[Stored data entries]
"""

//! End-to-end tests for the ranking engine over the real JSON store.
//! See the `tests/` directory; this crate exports nothing.
//! # rp-service
//!
//! Orchestration layer of the ranking engine. Drives the per-judge state
//! machine (offer a pair, apply the choice), the leaderboard, and the
//! resets, composing the pure rating/pairing functions with a `RankStore`.
//!
//! State machine per judge: no session → `request_pair` offers one and
//! persists the session → `submit_choice` applies the Elo update and
//! clears it. An invalid choice changes nothing; a vanished item clears
//! the session. Discarding a pending offer is the explicit
//! `skip_current_offer` operation, never a side effect of asking again.

use std::sync::Mutex;

use chrono::Utc;
use rand::rngs::StdRng;
use rand::SeedableRng;
use tracing::{debug, info};

use rp_core::elo::{self, DEFAULT_K_FACTOR};
use rp_core::error::{RankError, Result};
use rp_core::models::{RankedItem, Vote, VotingSession};
use rp_core::pairing::{self, CANDIDATE_WINDOW};
use rp_core::traits::RankStore;

/// Engine tuning, constructed once at startup and passed in explicitly.
#[derive(Debug, Clone, Copy)]
pub struct EngineConfig {
    /// Elo K-factor, constant for the lifetime of the engine.
    pub k_factor: f64,
    /// Size of the closest-rated candidate prefix sampled by the selector.
    pub candidate_window: usize,
}

impl Default for EngineConfig {
    fn default() -> Self {
        Self {
            k_factor: DEFAULT_K_FACTOR,
            candidate_window: CANDIDATE_WINDOW,
        }
    }
}

/// A pair offered to a judge, plus how many pairs that judge still has
/// left (including this one).
#[derive(Debug, Clone)]
pub struct PairOffer {
    pub item_a: RankedItem,
    pub item_b: RankedItem,
    pub remaining: usize,
}

/// The result of a resolved comparison; both items carry their post-vote
/// ratings.
#[derive(Debug, Clone)]
pub struct VoteOutcome {
    pub winner: RankedItem,
    pub loser: RankedItem,
}

/// Composition root of the engine: pair selection + rating updates +
/// persistence, behind two externally observable verbs per judge.
pub struct RankingService<S> {
    store: S,
    config: EngineConfig,
    rng: Mutex<StdRng>,
}

impl<S: RankStore> RankingService<S> {
    pub fn new(store: S, config: EngineConfig) -> Self {
        Self::with_rng(store, config, StdRng::from_os_rng())
    }

    /// Construct with an explicit RNG so selection is deterministic in tests.
    pub fn with_rng(store: S, config: EngineConfig, rng: StdRng) -> Self {
        Self {
            store,
            config,
            rng: Mutex::new(rng),
        }
    }

    pub fn store(&self) -> &S {
        &self.store
    }

    /// Adds an item by name, idempotently. The flag is `true` when the
    /// item was newly created, `false` when an existing item (matched
    /// case-insensitively) was returned instead.
    pub async fn add_item(
        &self,
        name: &str,
        created_by: Option<String>,
    ) -> Result<(RankedItem, bool)> {
        let (item, created) = self.store.add_item(name, created_by).await?;
        if created {
            info!(item = %item.name, id = %item.id, "item added");
        }
        Ok((item, created))
    }

    /// Offers the next pair to a judge.
    ///
    /// A pending session is re-offered as-is; it is only replaced through
    /// [`Self::skip_current_offer`] or a submitted choice. A pending
    /// session whose items have disappeared is cleared and selection
    /// restarts.
    pub async fn request_pair(&self, judge_id: &str) -> Result<PairOffer> {
        if let Some(session) = self.store.get_session(judge_id).await? {
            let item_a = self.store.item_by_id(session.item_a_id).await?;
            let item_b = self.store.item_by_id(session.item_b_id).await?;
            match (item_a, item_b) {
                (Some(item_a), Some(item_b)) => {
                    let remaining = self.remaining_pairs(judge_id).await?;
                    debug!(judge = judge_id, "re-offering pending pair");
                    return Ok(PairOffer {
                        item_a,
                        item_b,
                        remaining,
                    });
                }
                _ => {
                    // Stale session from a concurrent reset.
                    self.store.clear_session(judge_id).await?;
                }
            }
        }

        self.offer_fresh_pair(judge_id).await
    }

    /// Explicitly discards any pending offer for this judge and draws a
    /// fresh pair.
    pub async fn skip_current_offer(&self, judge_id: &str) -> Result<PairOffer> {
        self.store.clear_session(judge_id).await?;
        self.offer_fresh_pair(judge_id).await
    }

    async fn offer_fresh_pair(&self, judge_id: &str) -> Result<PairOffer> {
        let items = self.store.all_items().await?;
        if items.len() < 2 {
            return Err(RankError::InsufficientItems(items.len()));
        }

        let voted = self.store.voted_pairs(judge_id).await?;
        let selected = {
            let mut rng = self.rng.lock().unwrap_or_else(|e| e.into_inner());
            pairing::next_pair(&items, &voted, self.config.candidate_window, &mut *rng)
                .map(|(a, b)| (a.clone(), b.clone()))
        };

        let Some((item_a, item_b)) = selected else {
            return Err(RankError::PairsExhausted);
        };

        self.store
            .save_session(VotingSession {
                judge_id: judge_id.to_string(),
                item_a_id: item_a.id,
                item_b_id: item_b.id,
            })
            .await?;

        let remaining = pairing::count_remaining(items.len(), voted.len());
        debug!(judge = judge_id, a = %item_a.name, b = %item_b.name, remaining, "pair offered");
        Ok(PairOffer {
            item_a,
            item_b,
            remaining,
        })
    }

    /// Applies a judge's choice ("1" or "2") to the pending offer.
    ///
    /// Commit order is fixed so the vote log is always written first:
    /// vote log → rating A → rating B → judge history → session cleared.
    /// An invalid choice is rejected before any state changes, so the same
    /// pair stays offered.
    pub async fn submit_choice(&self, judge_id: &str, choice: &str) -> Result<VoteOutcome> {
        let Some(session) = self.store.get_session(judge_id).await? else {
            return Err(RankError::NotFound(
                "voting session".into(),
                judge_id.to_string(),
            ));
        };

        let a_won = match choice.trim() {
            "1" => true,
            "2" => false,
            other => return Err(RankError::InvalidChoice(other.to_string())),
        };

        let Some(item_a) = self.store.item_by_id(session.item_a_id).await? else {
            self.store.clear_session(judge_id).await?;
            return Err(RankError::NotFound(
                "item".into(),
                session.item_a_id.to_string(),
            ));
        };
        let Some(item_b) = self.store.item_by_id(session.item_b_id).await? else {
            self.store.clear_session(judge_id).await?;
            return Err(RankError::NotFound(
                "item".into(),
                session.item_b_id.to_string(),
            ));
        };

        let (new_a, new_b) =
            elo::update_ratings(item_a.rating, item_b.rating, a_won, self.config.k_factor);

        let vote = Vote {
            judge_id: judge_id.to_string(),
            item_a_id: item_a.id,
            item_b_id: item_b.id,
            winner_id: if a_won { item_a.id } else { item_b.id },
            timestamp: Utc::now(),
        };

        self.store.append_vote(vote).await?;
        self.store.update_item_rating(item_a.id, new_a).await?;
        self.store.update_item_rating(item_b.id, new_b).await?;
        self.store
            .mark_pair_judged(judge_id, session.pair_key())
            .await?;
        self.store.clear_session(judge_id).await?;

        let mut item_a = item_a;
        let mut item_b = item_b;
        item_a.rating = new_a;
        item_a.comparison_count += 1;
        item_b.rating = new_b;
        item_b.comparison_count += 1;

        let (winner, loser) = if a_won { (item_a, item_b) } else { (item_b, item_a) };
        info!(
            judge = judge_id,
            winner = %winner.name,
            loser = %loser.name,
            winner_rating = winner.rating,
            loser_rating = loser.rating,
            "vote recorded"
        );
        Ok(VoteOutcome { winner, loser })
    }

    /// All items, best rating first.
    pub async fn leaderboard(&self) -> Result<Vec<RankedItem>> {
        Ok(self.store.items_by_rating().await?)
    }

    /// Pairs this judge has not voted on yet.
    pub async fn remaining_pairs(&self, judge_id: &str) -> Result<usize> {
        let items = self.store.all_items().await?;
        let voted = self.store.voted_pairs(judge_id).await?;
        Ok(pairing::count_remaining(items.len(), voted.len()))
    }

    /// Uniform random pair, ignoring history. Demo flows only.
    pub async fn random_pair(&self) -> Result<(RankedItem, RankedItem)> {
        let items = self.store.all_items().await?;
        let picked = {
            let mut rng = self.rng.lock().unwrap_or_else(|e| e.into_inner());
            pairing::random_pair(&items, &mut *rng).map(|(a, b)| (a.clone(), b.clone()))
        };
        picked.ok_or(RankError::InsufficientItems(items.len()))
    }

    /// Wipes ratings, votes, history, and sessions; keeps the items.
    pub async fn reset_rankings(&self) -> Result<()> {
        self.store.reset_rankings().await?;
        info!("rankings reset; items kept");
        Ok(())
    }

    /// Wipes everything, items included.
    pub async fn reset_all(&self) -> Result<()> {
        self.store.reset_all().await?;
        info!("full reset");
        Ok(())
    }
}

"""

» **TASK DESCRIPTION**: Above are some records; copy exactly the lines from the one with "rating updates +" through the one with "existing item (matched", both included, and no others.

» **EXERCISE ANSWER**:
/// Composition root of the engine: pair selection + rating updates +
/// persistence, behind two externally observable verbs per judge.
pub struct RankingService<S> {
    store: S,
    config: EngineConfig,
    rng: Mutex<StdRng>,
}

impl<S: RankStore> RankingService<S> {
    pub fn new(store: S, config: EngineConfig) -> Self {
        Self::with_rng(store, config, StdRng::from_os_rng())
    }

    /// Construct with an explicit RNG so selection is deterministic in tests.
    pub fn with_rng(store: S, config: EngineConfig, rng: StdRng) -> Self {
        Self {
            store,
            config,
            rng: Mutex::new(rng),
        }
    }

    pub fn store(&self) -> &S {
        &self.store
    }

    /// Adds an item by name, idempotently. The flag is `true` when the
    /// item was newly created, `false` when an existing item (matched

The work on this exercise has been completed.